■ Data supplied:
▬▬▬

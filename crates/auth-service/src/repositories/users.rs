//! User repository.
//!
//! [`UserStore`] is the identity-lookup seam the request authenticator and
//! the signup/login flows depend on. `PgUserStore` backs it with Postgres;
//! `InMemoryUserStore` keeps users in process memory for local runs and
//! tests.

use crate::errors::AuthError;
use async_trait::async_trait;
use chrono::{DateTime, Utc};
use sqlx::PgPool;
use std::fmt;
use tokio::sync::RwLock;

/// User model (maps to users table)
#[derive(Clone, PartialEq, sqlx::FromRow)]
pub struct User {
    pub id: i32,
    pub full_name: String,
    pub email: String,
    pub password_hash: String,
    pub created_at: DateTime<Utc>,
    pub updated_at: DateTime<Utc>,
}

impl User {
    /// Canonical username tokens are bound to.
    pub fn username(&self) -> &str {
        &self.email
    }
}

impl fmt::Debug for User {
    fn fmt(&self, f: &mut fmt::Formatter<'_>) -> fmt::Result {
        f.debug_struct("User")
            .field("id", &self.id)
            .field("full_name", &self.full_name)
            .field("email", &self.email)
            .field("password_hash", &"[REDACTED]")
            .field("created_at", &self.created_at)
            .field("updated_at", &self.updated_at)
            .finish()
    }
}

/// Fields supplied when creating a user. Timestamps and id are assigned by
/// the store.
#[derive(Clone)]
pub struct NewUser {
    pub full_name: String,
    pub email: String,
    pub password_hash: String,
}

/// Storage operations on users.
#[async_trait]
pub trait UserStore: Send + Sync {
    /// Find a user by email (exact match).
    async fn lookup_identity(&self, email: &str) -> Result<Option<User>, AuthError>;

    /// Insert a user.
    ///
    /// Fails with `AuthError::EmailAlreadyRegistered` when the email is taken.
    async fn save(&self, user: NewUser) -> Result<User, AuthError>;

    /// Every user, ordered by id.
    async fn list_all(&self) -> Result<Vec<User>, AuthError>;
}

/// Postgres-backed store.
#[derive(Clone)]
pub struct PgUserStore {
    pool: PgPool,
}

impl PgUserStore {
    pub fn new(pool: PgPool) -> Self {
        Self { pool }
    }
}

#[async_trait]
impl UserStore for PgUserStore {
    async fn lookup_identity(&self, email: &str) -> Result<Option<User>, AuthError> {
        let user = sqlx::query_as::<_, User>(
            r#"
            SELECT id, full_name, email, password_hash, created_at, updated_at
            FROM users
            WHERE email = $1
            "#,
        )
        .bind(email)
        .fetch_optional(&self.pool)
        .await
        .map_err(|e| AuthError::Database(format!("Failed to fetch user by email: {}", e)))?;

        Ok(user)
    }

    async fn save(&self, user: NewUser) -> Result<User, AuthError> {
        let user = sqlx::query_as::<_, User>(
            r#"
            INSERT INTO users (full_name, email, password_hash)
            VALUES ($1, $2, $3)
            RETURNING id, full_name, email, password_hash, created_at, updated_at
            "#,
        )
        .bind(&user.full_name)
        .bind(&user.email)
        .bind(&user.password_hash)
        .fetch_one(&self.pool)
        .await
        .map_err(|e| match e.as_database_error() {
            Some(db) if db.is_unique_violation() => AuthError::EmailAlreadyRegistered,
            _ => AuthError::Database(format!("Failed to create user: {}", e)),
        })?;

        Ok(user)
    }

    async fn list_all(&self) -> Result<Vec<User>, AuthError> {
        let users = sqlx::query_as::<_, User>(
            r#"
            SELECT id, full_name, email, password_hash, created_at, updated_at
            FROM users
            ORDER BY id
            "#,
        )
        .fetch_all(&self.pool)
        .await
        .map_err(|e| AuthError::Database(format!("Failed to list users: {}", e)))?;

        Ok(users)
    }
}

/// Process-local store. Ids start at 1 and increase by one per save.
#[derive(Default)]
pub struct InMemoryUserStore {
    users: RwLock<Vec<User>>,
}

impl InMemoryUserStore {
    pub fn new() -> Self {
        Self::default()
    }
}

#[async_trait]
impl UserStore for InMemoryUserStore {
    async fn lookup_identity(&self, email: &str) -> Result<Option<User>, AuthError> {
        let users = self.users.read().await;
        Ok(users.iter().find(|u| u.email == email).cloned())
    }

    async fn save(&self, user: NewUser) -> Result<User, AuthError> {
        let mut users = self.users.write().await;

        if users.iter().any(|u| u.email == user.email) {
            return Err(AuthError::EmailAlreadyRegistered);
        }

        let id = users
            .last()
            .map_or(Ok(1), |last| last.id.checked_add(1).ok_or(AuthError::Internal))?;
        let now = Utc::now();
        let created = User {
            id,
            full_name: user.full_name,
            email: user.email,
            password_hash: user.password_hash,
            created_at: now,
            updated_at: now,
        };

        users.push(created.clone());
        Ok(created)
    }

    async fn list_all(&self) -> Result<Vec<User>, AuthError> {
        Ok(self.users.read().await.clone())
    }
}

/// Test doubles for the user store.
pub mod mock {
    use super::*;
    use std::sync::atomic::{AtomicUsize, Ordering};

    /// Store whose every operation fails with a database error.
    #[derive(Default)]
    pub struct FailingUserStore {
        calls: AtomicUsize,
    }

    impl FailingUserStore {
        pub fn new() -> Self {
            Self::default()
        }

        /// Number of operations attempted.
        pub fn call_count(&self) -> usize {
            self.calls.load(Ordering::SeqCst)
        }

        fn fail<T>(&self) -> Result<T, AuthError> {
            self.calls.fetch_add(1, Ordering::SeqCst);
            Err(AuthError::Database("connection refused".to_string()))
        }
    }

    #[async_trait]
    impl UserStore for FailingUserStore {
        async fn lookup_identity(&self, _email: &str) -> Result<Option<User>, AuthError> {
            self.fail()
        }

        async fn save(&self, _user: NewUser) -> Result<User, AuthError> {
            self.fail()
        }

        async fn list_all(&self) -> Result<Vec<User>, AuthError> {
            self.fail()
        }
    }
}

▬▬▬

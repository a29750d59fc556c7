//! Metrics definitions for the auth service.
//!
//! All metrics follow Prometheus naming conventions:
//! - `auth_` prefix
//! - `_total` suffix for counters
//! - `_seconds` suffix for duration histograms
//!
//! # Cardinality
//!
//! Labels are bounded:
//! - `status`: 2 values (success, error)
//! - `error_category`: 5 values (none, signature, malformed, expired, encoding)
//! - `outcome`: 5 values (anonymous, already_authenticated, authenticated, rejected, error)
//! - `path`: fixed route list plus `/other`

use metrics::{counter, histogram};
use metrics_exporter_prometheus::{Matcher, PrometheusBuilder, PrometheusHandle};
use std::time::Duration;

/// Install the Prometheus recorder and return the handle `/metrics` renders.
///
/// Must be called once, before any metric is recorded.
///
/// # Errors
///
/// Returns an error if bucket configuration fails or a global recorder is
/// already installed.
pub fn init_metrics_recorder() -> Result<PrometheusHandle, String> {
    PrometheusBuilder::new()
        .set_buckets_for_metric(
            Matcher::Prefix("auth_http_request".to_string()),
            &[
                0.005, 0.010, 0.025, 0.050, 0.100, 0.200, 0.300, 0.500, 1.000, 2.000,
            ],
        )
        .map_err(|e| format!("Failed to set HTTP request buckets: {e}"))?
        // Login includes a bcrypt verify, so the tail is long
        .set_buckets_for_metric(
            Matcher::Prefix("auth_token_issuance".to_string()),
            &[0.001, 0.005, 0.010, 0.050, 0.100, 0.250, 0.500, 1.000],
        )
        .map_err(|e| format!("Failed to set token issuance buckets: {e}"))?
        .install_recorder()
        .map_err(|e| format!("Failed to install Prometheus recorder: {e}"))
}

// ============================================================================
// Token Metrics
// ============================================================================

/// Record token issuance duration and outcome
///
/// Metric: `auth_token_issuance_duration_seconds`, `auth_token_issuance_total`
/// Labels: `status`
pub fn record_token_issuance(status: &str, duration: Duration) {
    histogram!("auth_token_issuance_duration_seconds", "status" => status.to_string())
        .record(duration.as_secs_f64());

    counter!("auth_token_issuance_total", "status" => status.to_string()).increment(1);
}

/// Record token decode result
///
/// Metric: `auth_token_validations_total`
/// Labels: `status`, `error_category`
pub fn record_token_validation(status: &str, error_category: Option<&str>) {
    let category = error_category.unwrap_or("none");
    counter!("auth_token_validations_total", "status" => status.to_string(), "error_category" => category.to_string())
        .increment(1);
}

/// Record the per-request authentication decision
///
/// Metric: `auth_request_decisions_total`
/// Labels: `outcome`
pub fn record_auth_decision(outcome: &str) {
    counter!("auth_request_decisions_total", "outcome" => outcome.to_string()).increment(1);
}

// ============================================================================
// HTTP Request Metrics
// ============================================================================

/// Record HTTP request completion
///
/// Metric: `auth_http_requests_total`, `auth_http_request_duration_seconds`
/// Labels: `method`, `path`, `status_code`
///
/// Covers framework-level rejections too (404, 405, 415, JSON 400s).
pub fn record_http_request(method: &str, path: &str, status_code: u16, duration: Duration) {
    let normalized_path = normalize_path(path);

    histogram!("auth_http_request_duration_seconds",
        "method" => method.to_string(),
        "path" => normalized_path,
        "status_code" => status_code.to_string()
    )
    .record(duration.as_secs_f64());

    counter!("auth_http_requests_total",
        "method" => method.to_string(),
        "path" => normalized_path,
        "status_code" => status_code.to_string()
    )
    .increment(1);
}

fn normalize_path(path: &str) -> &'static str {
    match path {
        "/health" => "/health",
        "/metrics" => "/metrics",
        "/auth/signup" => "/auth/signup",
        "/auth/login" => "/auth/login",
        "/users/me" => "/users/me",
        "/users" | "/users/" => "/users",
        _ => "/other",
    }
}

▬▬▬

■ What you have to do: Taking the listing above as the source, transcribe only the lines starting at the line with "filename crates/auth-service/src/repositories/users.rs" and going through the line with "use std::fmt;", unaltered and with both ends included.

■ Solution for this task:
filename crates/auth-service/src/repositories/users.rs
//! User repository.
//!
//! [`UserStore`] is the identity-lookup seam the request authenticator and
//! the signup/login flows depend on. `PgUserStore` backs it with Postgres;
//! `InMemoryUserStore` keeps users in process memory for local runs and
//! tests.

use crate::errors::AuthError;
use async_trait::async_trait;
use chrono::{DateTime, Utc};
use sqlx::PgPool;
use std::fmt;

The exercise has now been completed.